→ **YOUR INSTRUCTIONS**
Your answer should be one number: how many lines below hold the word "stats".
==*==
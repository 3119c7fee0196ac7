//! Workload production against the simulated broker and against clients
//! that stall or misorder.

mod common;

use std::collections::BTreeSet;
use std::sync::Arc;
use std::time::Duration;

use rill_client::{BatchSetting, ClientError, SharedClient};
use rill_sim::{SimBroker, SimConfig};
use rill_workload::{
    verify, Discipline, Guarantee, KeyAssignment, ObservedModel, PayloadShape, Workload,
    WorkloadError,
};

use common::{CountdownClient, Stall, StalledClient};

async fn setup() -> (SimBroker, SharedClient) {
    let broker = SimBroker::start(SimConfig::new()).unwrap();
    let client = broker.client(0).unwrap();
    client.create_stream("s").await.unwrap();
    (broker, client)
}

#[tokio::test(flavor = "multi_thread")]
async fn test_direct_ids_increase_in_write_order() {
    let (_broker, client) = setup().await;
    let workload = Workload::builder().count(50).seed(1).build().unwrap();

    let production = workload.run(client, "s").await.unwrap();
    assert!(production.failures.is_empty());
    assert_eq!(production.stats.writes_ok, 50);
    assert_eq!(production.stats.writes_failed, 0);

    let ids: Vec<_> = production.expected.entries().iter().map(|e| e.id).collect();
    assert!(ids.windows(2).all(|pair| pair[0] < pair[1]));
    let verdict = verify(&production.expected, &ObservedModel::new(), Guarantee::PerKeyMonotonic);
    assert!(verdict.is_pass(), "{verdict}");
}

#[tokio::test(flavor = "multi_thread")]
async fn test_batched_flushes_by_count_and_close() {
    let (_broker, client) = setup().await;
    let setting = BatchSetting::builder().record_count_limit(10).build().unwrap();
    let workload = Workload::builder()
        .count(35)
        .discipline(Discipline::Batched(setting))
        .build()
        .unwrap();

    let expected = workload.produce(client, "s").await.unwrap();
    assert_eq!(expected.len(), 35);

    // Three count-triggered appends and one for the remainder at close.
    let batches: BTreeSet<u64> = expected.ids().iter().map(|id| id.batch_id).collect();
    assert_eq!(batches.len(), 4);
}

#[tokio::test(flavor = "multi_thread")]
async fn test_concurrent_writers_all_resolve() {
    let (_broker, client) = setup().await;
    let setting = BatchSetting::builder()
        .record_count_limit(10)
        .age_limit(Duration::from_millis(10))
        .build()
        .unwrap();
    let workload = Workload::builder()
        .count(200)
        .discipline(Discipline::Concurrent { tasks: 4, setting })
        .keys(KeyAssignment::uniform(4))
        .build()
        .unwrap();

    let expected = workload.produce(client, "s").await.unwrap();
    assert_eq!(expected.len(), 200);
    assert_eq!(expected.ids().len(), 200);

    let writers: BTreeSet<usize> = expected.entries().iter().map(|e| e.writer).collect();
    assert_eq!(writers, (0..4).collect());
    for writer in writers {
        let ids: Vec<_> = expected
            .entries()
            .iter()
            .filter(|e| e.writer == writer)
            .map(|e| e.id)
            .collect();
        assert_eq!(ids.len(), 50);
        assert!(ids.windows(2).all(|pair| pair[0] < pair[1]));
    }
    let verdict = verify(&expected, &ObservedModel::new(), Guarantee::PerKeyMonotonic);
    assert!(verdict.is_pass(), "{verdict}");
}

#[tokio::test(flavor = "multi_thread")]
async fn test_stalled_broker_fails_every_discipline_within_bound() {
    let client: SharedClient = Arc::new(StalledClient::new(Stall::Append));
    let setting = BatchSetting::builder().record_count_limit(2).build().unwrap();
    let disciplines = [
        Discipline::Direct,
        Discipline::Batched(setting),
        Discipline::Concurrent { tasks: 2, setting },
        Discipline::Mixed { burst: 2 },
    ];
    for discipline in disciplines {
        let workload = Workload::builder()
            .count(4)
            .discipline(discipline.clone())
            .write_timeout(Duration::from_millis(200))
            .build()
            .unwrap();

        let produced =
            tokio::time::timeout(Duration::from_secs(5), workload.produce(client.clone(), "s"))
                .await
                .unwrap_or_else(|_| panic!("{discipline:?} outlived its write timeout"));
        let err = produced.unwrap_err();
        assert!(err.is_timeout(), "{discipline:?}: {err}");

        let production =
            tokio::time::timeout(Duration::from_secs(5), workload.run(client.clone(), "s"))
                .await
                .unwrap_or_else(|_| panic!("{discipline:?} outlived its write timeout"))
                .unwrap();
        assert!(production.expected.is_empty());
        assert_eq!(production.failures.len(), 4);
    }
}

#[tokio::test(flavor = "multi_thread")]
async fn test_written_order_is_checked_per_writer() {
    let client: SharedClient = Arc::new(CountdownClient::new(1000));
    let setting = BatchSetting::builder().record_count_limit(1).build().unwrap();
    for discipline in [
        Discipline::Batched(setting),
        Discipline::Concurrent { tasks: 1, setting },
    ] {
        let workload = Workload::builder()
            .count(10)
            .discipline(discipline.clone())
            .keys(KeyAssignment::Single("k".to_string()))
            .build()
            .unwrap();

        let expected = workload.produce(client.clone(), "s").await.unwrap();
        assert_eq!(expected.len(), 10);
        let verdict = verify(&expected, &ObservedModel::new(), Guarantee::PerKeyMonotonic);
        assert!(!verdict.is_pass(), "{discipline:?}: {verdict}");
        assert!(verdict.to_string().contains("written identifiers of key k"), "{verdict}");
    }
}

#[tokio::test(flavor = "multi_thread")]
async fn test_mixed_preserves_issue_order() {
    let (_broker, client) = setup().await;
    let workload = Workload::builder()
        .count(120)
        .discipline(Discipline::Mixed { burst: 10 })
        .shape(PayloadShape::Mixed { size: 64 })
        .seed(5)
        .build()
        .unwrap();

    let expected = workload.produce(client, "s").await.unwrap();
    let planned: Vec<String> = workload
        .records()
        .iter()
        .map(|r| r.payload.fingerprint())
        .collect();
    assert_eq!(expected.fingerprints(), planned);

    let ids: Vec<_> = expected.entries().iter().map(|e| e.id).collect();
    assert!(ids.windows(2).all(|pair| pair[0] < pair[1]));
}

#[tokio::test(flavor = "multi_thread")]
async fn test_oversized_record_fails_with_size_limit() {
    let (broker, client) = setup().await;
    let workload = Workload::builder()
        .count(1)
        .shape(PayloadShape::Raw {
            size: broker.limits().max_record_bytes + 20,
        })
        .build()
        .unwrap();

    let production = workload.run(client.clone(), "s").await.unwrap();
    assert!(production.expected.is_empty());
    assert_eq!(production.stats.writes_failed, 1);

    let err = workload.produce(client, "s").await.unwrap_err();
    assert!(
        matches!(err, WorkloadError::Client { ref source, .. } if source.is_size_limit()),
        "{err}"
    );
}

#[tokio::test(flavor = "multi_thread")]
async fn test_record_at_size_limit_is_accepted() {
    let (broker, client) = setup().await;
    let workload = Workload::builder()
        .count(2)
        .shape(PayloadShape::Raw {
            size: broker.limits().max_record_bytes,
        })
        .build()
        .unwrap();

    let expected = workload.produce(client, "s").await.unwrap();
    assert_eq!(expected.total_bytes(), 2 * broker.limits().max_record_bytes);
}

#[tokio::test(flavor = "multi_thread")]
async fn test_write_to_missing_stream_fails() {
    let (_broker, client) = setup().await;
    let setting = BatchSetting::builder().record_count_limit(5).build().unwrap();
    for discipline in [Discipline::Direct, Discipline::Batched(setting)] {
        let workload = Workload::builder()
            .count(10)
            .discipline(discipline)
            .build()
            .unwrap();
        let production = workload.run(client.clone(), "missing").await.unwrap();
        assert_eq!(production.failures.len(), 10);
        for failure in &production.failures {
            assert!(matches!(
                failure.error,
                WorkloadError::Client {
                    source: ClientError::NotFound { .. },
                    ..
                }
            ));
        }
    }
}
==*==
→ **SOLUTION BELOW**
3